- _ASSIGNMENT_: Look through the listing below for the string "that". Show each line where it occurs.

--------------------------------

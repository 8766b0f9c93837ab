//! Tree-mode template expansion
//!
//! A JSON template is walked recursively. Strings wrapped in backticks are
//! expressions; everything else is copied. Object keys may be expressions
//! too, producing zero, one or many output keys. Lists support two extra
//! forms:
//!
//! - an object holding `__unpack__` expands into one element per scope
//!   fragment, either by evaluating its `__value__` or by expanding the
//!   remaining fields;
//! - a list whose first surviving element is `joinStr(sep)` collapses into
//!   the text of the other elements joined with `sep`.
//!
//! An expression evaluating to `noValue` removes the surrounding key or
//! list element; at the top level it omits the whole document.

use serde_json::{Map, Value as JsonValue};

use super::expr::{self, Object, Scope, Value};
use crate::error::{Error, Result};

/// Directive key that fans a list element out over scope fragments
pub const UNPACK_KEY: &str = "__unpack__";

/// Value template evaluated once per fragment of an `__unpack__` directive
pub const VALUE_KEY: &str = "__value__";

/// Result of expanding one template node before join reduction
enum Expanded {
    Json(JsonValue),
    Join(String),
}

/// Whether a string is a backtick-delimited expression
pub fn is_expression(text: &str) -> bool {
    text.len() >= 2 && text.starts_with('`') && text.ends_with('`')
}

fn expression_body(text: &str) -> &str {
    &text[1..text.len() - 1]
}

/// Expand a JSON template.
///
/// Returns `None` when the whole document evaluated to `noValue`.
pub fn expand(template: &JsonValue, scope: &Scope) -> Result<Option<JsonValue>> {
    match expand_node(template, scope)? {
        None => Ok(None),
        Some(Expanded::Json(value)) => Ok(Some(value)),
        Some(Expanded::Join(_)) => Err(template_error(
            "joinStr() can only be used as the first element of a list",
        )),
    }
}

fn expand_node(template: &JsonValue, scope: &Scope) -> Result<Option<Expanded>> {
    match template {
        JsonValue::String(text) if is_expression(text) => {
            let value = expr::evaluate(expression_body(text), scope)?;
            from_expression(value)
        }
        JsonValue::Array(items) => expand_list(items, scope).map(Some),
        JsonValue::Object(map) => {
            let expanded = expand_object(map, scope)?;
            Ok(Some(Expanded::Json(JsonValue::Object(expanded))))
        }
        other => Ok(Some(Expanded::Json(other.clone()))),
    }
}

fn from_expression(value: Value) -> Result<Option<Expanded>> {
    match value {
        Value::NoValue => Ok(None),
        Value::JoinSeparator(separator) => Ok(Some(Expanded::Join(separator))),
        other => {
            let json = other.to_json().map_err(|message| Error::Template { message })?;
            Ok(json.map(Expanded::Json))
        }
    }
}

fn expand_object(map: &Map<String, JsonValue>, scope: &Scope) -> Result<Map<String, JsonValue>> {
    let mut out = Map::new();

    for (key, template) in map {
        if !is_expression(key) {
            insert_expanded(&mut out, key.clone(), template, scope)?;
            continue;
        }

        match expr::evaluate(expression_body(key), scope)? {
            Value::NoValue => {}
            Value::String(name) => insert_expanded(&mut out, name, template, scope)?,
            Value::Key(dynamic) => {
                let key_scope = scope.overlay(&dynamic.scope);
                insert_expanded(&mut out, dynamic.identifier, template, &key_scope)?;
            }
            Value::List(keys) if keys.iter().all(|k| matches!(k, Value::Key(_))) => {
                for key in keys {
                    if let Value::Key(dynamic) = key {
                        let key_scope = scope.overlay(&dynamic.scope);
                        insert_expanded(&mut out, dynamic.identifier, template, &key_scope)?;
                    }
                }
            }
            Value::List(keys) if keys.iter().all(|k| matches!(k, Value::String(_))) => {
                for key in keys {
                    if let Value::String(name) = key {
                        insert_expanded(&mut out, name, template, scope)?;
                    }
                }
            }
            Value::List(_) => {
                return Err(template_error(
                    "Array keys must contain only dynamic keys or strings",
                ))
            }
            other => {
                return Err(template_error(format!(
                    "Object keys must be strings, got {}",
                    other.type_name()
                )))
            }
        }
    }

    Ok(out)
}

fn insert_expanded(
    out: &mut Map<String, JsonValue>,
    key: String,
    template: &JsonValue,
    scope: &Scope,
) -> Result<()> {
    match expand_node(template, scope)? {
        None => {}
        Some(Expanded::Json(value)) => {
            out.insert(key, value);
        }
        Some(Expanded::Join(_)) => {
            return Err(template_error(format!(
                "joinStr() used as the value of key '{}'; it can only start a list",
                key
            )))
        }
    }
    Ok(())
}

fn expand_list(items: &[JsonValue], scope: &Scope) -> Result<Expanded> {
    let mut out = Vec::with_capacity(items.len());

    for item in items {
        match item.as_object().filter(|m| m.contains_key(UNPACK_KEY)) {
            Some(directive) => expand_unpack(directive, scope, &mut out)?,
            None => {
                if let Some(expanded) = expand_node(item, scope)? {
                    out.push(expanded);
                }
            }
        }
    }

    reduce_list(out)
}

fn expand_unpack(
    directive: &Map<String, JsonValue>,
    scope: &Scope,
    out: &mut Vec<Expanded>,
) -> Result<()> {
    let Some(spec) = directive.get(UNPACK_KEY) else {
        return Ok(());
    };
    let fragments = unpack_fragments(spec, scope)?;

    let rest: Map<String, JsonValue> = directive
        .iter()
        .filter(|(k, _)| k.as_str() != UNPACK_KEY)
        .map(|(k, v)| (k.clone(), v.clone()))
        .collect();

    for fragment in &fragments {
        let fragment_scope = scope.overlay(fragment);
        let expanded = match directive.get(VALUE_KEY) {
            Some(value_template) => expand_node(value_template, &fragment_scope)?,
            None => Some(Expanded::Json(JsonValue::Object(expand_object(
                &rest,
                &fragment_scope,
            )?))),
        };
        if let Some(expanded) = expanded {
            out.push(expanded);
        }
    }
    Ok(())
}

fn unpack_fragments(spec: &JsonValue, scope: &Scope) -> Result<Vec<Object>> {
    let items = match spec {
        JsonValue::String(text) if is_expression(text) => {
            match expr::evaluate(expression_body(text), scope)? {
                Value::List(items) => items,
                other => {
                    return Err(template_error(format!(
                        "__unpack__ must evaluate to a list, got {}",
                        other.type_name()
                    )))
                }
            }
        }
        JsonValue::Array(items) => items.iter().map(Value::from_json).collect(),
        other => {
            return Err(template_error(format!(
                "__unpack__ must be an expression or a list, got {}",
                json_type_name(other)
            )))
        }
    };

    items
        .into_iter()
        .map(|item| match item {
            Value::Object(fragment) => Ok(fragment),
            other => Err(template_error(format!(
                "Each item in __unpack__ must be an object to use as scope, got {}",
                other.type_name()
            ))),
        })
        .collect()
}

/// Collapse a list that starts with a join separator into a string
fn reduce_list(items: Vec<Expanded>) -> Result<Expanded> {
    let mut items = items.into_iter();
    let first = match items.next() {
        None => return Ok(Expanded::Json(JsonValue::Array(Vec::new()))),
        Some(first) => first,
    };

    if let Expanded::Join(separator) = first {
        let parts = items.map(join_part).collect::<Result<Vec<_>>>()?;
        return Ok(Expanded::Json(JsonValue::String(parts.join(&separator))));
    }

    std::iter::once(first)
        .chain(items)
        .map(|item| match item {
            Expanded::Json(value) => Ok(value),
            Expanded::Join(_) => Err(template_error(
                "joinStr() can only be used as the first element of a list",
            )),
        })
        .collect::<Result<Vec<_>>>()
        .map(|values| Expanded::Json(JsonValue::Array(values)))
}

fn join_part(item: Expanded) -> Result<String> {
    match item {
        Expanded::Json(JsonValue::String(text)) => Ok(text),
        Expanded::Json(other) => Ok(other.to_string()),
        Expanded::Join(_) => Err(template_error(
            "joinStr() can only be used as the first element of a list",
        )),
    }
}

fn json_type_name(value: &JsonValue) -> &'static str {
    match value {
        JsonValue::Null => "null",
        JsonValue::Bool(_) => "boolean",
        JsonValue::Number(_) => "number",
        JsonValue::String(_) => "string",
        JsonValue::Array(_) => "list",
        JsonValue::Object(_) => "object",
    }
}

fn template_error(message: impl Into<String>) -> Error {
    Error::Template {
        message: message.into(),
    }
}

--------------------------------

- _ANSWER SPACE_:
/// Directive key that fans a list element out over scope fragments
/// Collapse a list that starts with a join separator into a string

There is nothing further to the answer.